═════ DATASET EXTRACT ═════

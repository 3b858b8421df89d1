use std::fmt::Write as FmtWrite;

use crate::models::{OutputFormat, ScanReport, SiftReport};

pub trait Formatter {
    fn format_sift_report(&self, report: &SiftReport) -> String;
    fn format_scan_report(&self, report: &ScanReport) -> String;
    fn format_status(&self, status: &StatusInfo) -> String;
    fn format_message(&self, message: &str) -> String;
    fn format_error(&self, error: &str) -> String;
}

#[derive(Debug, Clone)]
pub struct StatusInfo {
    pub config_path: Option<String>,
    pub config_exists: bool,
    pub rvas: Vec<String>,
    pub dump_mode: bool,
    pub dedup: bool,
    pub default_format: String,
}

pub struct TextFormatter;

impl Formatter for TextFormatter {
    fn format_sift_report(&self, report: &SiftReport) -> String {
        let mut output = String::new();

        if report.is_empty() {
            writeln!(output, "No text retained.").unwrap();
        } else {
            for (i, record) in report.records.iter().enumerate() {
                writeln!(output, "{}. {}", i + 1, record.text).unwrap();
                writeln!(output, "   Source: {}:{}", record.source, record.line).unwrap();
            }
            writeln!(output).unwrap();
        }

        writeln!(output, "Sift Complete").unwrap();
        writeln!(output, "-------------").unwrap();
        writeln!(output, "Lines seen:     {}", report.lines_seen).unwrap();
        writeln!(output, "Lines filtered: {}", report.lines_filtered).unwrap();
        writeln!(output, "Duplicates:     {}", report.duplicates_dropped).unwrap();
        writeln!(output, "Retained:       {}", report.retained).unwrap();
        writeln!(output, "Duration:       {}ms", report.duration_ms).unwrap();
        output
    }

    fn format_scan_report(&self, report: &ScanReport) -> String {
        if report.is_empty() {
            return format!(
                "No set_Text RVAs found ({} lines scanned).\n",
                report.lines_scanned
            );
        }

        let mut output = String::new();
        writeln!(output, "Found {} set_Text RVAs", report.rvas.len()).unwrap();
        writeln!(output, "----------------------").unwrap();
        for rva in &report.rvas {
            writeln!(output, "  {}", rva).unwrap();
        }
        if report.truncated {
            writeln!(output, "(truncated at limit)").unwrap();
        }
        output
    }

    fn format_status(&self, status: &StatusInfo) -> String {
        let mut output = String::new();
        writeln!(output, "Status").unwrap();
        writeln!(output, "------").unwrap();

        let config_state = if status.config_exists {
            "[SAVED]"
        } else {
            "[DEFAULTS]"
        };
        writeln!(output, "Config:      {}", config_state).unwrap();
        if let Some(ref path) = status.config_path {
            writeln!(output, "  Path:      {}", path).unwrap();
        }

        let mode = if status.dump_mode {
            "dump (metadata only, no text capture)"
        } else {
            "capture (text interception)"
        };
        writeln!(output, "Mode:        {}", mode).unwrap();
        writeln!(output, "Saved RVAs:  {}", status.rvas.len()).unwrap();
        for rva in &status.rvas {
            writeln!(output, "  {}", rva).unwrap();
        }
        writeln!(output, "Dedup:       {}", status.dedup).unwrap();
        writeln!(output, "Format:      {}", status.default_format).unwrap();
        output
    }

    fn format_message(&self, message: &str) -> String {
        format!("{}\n", message)
    }

    fn format_error(&self, error: &str) -> String {
        format!("Error: {}\n", error)
    }
}

pub struct JsonFormatter {
    pub pretty: bool,
}

impl JsonFormatter {
    pub fn new(pretty: bool) -> Self {
        Self { pretty }
    }

    fn render(&self, value: &serde_json::Value) -> String {
        if self.pretty {
            serde_json::to_string_pretty(value).unwrap()
        } else {
            serde_json::to_string(value).unwrap()
        }
    }
}

impl Formatter for JsonFormatter {
    fn format_sift_report(&self, report: &SiftReport) -> String {
        if self.pretty {
            serde_json::to_string_pretty(report)
                .unwrap_or_else(|e| format!("{{\"error\": \"{}\"}}", e))
        } else {
            serde_json::to_string(report).unwrap_or_else(|e| format!("{{\"error\": \"{}\"}}", e))
        }
    }

    fn format_scan_report(&self, report: &ScanReport) -> String {
        if self.pretty {
            serde_json::to_string_pretty(report)
                .unwrap_or_else(|e| format!("{{\"error\": \"{}\"}}", e))
        } else {
            serde_json::to_string(report).unwrap_or_else(|e| format!("{{\"error\": \"{}\"}}", e))
        }
    }

    fn format_status(&self, status: &StatusInfo) -> String {
        let json = serde_json::json!({
            "config": {
                "path": status.config_path,
                "exists": status.config_exists,
            },
            "hook": {
                "rvas": status.rvas,
                "dump_mode": status.dump_mode,
            },
            "ingest": {
                "dedup": status.dedup,
            },
            "output": {
                "default_format": status.default_format,
            }
        });

        self.render(&json)
    }

    fn format_message(&self, message: &str) -> String {
        serde_json::json!({"message": message}).to_string()
    }

    fn format_error(&self, error: &str) -> String {
        serde_json::json!({"error": error}).to_string()
    }
}

pub struct MarkdownFormatter;

impl Formatter for MarkdownFormatter {
    fn format_sift_report(&self, report: &SiftReport) -> String {
        let mut output = String::new();
        writeln!(output, "## Sift Results\n").unwrap();

        if report.is_empty() {
            writeln!(output, "*No text retained.*\n").unwrap();
        } else {
            writeln!(output, "| # | Text | Source |").unwrap();
            writeln!(output, "|---|------|--------|").unwrap();
            for (i, record) in report.records.iter().enumerate() {
                writeln!(
                    output,
                    "| {} | {} | `{}:{}` |",
                    i + 1,
                    record.text,
                    record.source,
                    record.line
                )
                .unwrap();
            }
            writeln!(output).unwrap();
        }

        writeln!(output, "**Lines seen:** {}", report.lines_seen).unwrap();
        writeln!(output, "**Lines filtered:** {}", report.lines_filtered).unwrap();
        writeln!(output, "**Duplicates:** {}", report.duplicates_dropped).unwrap();
        writeln!(output, "**Retained:** {}", report.retained).unwrap();
        writeln!(output, "**Duration:** {}ms", report.duration_ms).unwrap();
        output
    }

    fn format_scan_report(&self, report: &ScanReport) -> String {
        if report.is_empty() {
            return "## Scan Results\n\n*No set_Text RVAs found.*\n".to_string();
        }

        let mut output = String::new();
        writeln!(output, "## Scan Results\n").unwrap();
        writeln!(output, "| RVA |").unwrap();
        writeln!(output, "|-----|").unwrap();
        for rva in &report.rvas {
            writeln!(output, "| `{}` |", rva).unwrap();
        }
        if report.truncated {
            writeln!(output, "\n*Truncated at limit.*").unwrap();
        }
        output
    }

    fn format_status(&self, status: &StatusInfo) -> String {
        let mut output = String::new();
        writeln!(output, "## Status\n").unwrap();

        let config_state = if status.config_exists { "✅" } else { "❌" };
        writeln!(output, "- **Config saved:** {}", config_state).unwrap();
        if let Some(ref path) = status.config_path {
            writeln!(output, "- **Path:** `{}`", path).unwrap();
        }
        let mode = if status.dump_mode { "dump" } else { "capture" };
        writeln!(output, "- **Mode:** {}", mode).unwrap();
        let rvas: Vec<String> = status.rvas.iter().map(|r| format!("`{}`", r)).collect();
        writeln!(output, "- **RVAs:** {}", rvas.join(", ")).unwrap();
        writeln!(output, "- **Dedup:** {}", status.dedup).unwrap();
        writeln!(output, "- **Format:** {}", status.default_format).unwrap();
        output
    }

    fn format_message(&self, message: &str) -> String {
        format!("> {}\n", message)
    }

    fn format_error(&self, error: &str) -> String {
        format!("> ⚠️ **Error:** {}\n", error)
    }
}

pub fn get_formatter(format: OutputFormat) -> Box<dyn Formatter> {
    match format {
        OutputFormat::Text => Box::new(TextFormatter),
        OutputFormat::Json => Box::new(JsonFormatter::new(true)),
        OutputFormat::Markdown => Box::new(MarkdownFormatter),
    }
}

#[cfg(test)]
mod tests {
    use super::*;
    use crate::models::{Rva, TextRecord};

    fn sample_report() -> SiftReport {
        SiftReport {
            lines_seen: 3,
            lines_filtered: 2,
            duplicates_dropped: 0,
            retained: 1,
            records: vec![TextRecord::new("討伐完了".to_string(), "capture.txt", 2)],
            duration_ms: 4,
        }
    }

    #[test]
    fn test_text_formatter_sift_report() {
        let output = TextFormatter.format_sift_report(&sample_report());
        assert!(output.contains("討伐完了"));
        assert!(output.contains("capture.txt:2"));
        assert!(output.contains("Lines filtered: 2"));
    }

    #[test]
    fn test_json_formatter_sift_report_parses_back() {
        let output = JsonFormatter::new(false).format_sift_report(&sample_report());
        let parsed: SiftReport = serde_json::from_str(&output).unwrap();
        assert_eq!(parsed.lines_seen, 3);
        assert_eq!(parsed.records.len(), 1);
    }

    #[test]
    fn test_scan_report_formatting() {
        let report = ScanReport {
            rvas: vec![Rva(0x1d236e8)],
            lines_scanned: 100,
            truncated: false,
        };

        let text = TextFormatter.format_scan_report(&report);
        assert!(text.contains("0x1d236e8"));

        let md = MarkdownFormatter.format_scan_report(&report);
        assert!(md.contains("`0x1d236e8`"));
    }

    #[test]
    fn test_empty_scan_report_mentions_lines_scanned() {
        let report = ScanReport {
            lines_scanned: 42,
            ..Default::default()
        };
        let text = TextFormatter.format_scan_report(&report);
        assert!(text.contains("42 lines scanned"));
    }
}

═════

TASK DESCRIPTION: Word for word, set down the lines from the beginning of the records through the line that holds "fn format_status(&self, status: &StatusInfo) -> String;". Leave out the rest.

WRITTEN SOLUTION:
repository 3b858b8421df89d1
use std::fmt::Write as FmtWrite;

use crate::models::{OutputFormat, ScanReport, SiftReport};

pub trait Formatter {
    fn format_sift_report(&self, report: &SiftReport) -> String;
    fn format_scan_report(&self, report: &ScanReport) -> String;
    fn format_status(&self, status: &StatusInfo) -> String;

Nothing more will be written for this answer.